Goal of the exercise
Please copy out the lines in the entries that contain "terminated".

Saved entries
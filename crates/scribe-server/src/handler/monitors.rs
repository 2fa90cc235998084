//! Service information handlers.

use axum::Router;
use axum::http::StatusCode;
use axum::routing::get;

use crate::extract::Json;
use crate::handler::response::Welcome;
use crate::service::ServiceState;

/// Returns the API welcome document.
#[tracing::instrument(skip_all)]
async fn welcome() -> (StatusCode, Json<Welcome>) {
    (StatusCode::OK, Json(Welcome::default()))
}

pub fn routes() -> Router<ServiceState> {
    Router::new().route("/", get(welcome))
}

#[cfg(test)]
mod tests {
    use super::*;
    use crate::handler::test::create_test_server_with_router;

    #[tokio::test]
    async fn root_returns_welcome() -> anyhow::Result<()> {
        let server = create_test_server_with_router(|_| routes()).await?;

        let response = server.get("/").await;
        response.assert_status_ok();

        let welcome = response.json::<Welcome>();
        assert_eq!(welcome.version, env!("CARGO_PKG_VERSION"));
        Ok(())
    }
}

--

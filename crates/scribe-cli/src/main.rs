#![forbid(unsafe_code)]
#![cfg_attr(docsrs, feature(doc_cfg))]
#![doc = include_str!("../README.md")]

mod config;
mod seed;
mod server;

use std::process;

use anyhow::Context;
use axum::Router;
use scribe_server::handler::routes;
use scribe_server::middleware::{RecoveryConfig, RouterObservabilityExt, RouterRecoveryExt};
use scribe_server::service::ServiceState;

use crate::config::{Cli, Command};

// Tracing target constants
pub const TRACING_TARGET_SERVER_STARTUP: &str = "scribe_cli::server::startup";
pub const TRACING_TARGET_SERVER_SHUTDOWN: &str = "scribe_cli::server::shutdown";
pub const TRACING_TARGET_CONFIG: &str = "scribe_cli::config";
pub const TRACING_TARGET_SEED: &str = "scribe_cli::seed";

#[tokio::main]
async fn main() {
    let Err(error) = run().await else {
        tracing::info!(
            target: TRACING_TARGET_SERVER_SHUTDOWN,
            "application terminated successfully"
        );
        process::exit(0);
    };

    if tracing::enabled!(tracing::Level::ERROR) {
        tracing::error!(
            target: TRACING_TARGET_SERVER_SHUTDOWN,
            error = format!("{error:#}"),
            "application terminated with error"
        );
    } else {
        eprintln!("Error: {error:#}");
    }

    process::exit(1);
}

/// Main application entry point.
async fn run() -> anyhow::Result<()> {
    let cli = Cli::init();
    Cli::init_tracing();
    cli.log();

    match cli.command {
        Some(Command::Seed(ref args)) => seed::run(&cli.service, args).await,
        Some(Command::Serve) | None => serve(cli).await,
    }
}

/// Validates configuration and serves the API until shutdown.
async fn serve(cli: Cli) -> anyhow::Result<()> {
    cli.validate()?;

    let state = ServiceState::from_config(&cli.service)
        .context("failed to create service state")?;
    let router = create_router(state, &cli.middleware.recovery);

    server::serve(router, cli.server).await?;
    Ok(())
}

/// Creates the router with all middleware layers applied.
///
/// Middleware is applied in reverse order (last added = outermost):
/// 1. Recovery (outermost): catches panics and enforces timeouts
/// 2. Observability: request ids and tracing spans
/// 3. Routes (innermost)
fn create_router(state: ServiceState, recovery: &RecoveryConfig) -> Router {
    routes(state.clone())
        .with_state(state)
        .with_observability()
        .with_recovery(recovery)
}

---

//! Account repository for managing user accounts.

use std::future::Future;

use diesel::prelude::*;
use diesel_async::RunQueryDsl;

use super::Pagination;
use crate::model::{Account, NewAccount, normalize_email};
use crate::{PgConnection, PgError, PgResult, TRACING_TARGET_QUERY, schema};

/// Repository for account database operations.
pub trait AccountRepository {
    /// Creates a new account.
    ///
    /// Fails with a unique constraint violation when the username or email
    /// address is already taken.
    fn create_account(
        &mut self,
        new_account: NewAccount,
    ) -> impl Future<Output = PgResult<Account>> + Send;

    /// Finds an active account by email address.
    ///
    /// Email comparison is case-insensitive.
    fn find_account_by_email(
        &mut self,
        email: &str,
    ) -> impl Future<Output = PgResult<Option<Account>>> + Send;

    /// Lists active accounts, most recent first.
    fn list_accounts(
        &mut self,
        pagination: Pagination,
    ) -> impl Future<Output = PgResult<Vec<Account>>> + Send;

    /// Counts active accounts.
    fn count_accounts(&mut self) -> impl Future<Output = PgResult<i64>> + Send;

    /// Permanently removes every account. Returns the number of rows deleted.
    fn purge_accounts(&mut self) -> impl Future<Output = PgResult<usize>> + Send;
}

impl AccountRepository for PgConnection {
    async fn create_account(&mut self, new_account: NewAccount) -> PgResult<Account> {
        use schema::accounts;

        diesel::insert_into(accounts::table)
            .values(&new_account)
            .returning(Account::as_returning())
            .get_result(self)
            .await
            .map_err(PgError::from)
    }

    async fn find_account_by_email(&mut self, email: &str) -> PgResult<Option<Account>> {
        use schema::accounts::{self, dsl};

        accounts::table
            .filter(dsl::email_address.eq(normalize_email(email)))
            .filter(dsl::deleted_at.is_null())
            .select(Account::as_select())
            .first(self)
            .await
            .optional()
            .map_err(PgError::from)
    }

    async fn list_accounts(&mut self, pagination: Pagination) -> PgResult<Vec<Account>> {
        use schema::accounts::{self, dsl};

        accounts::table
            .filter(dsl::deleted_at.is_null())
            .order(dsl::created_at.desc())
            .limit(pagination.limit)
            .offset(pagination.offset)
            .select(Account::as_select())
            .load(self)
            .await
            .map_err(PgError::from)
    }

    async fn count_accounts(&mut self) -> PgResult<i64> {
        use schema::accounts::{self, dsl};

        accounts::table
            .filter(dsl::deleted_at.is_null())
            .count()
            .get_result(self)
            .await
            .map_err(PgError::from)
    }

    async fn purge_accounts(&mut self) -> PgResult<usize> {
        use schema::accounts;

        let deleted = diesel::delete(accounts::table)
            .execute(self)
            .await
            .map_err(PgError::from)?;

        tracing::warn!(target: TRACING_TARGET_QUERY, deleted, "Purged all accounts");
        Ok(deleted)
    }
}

Worked solution
            "application terminated successfully"
            "application terminated with error"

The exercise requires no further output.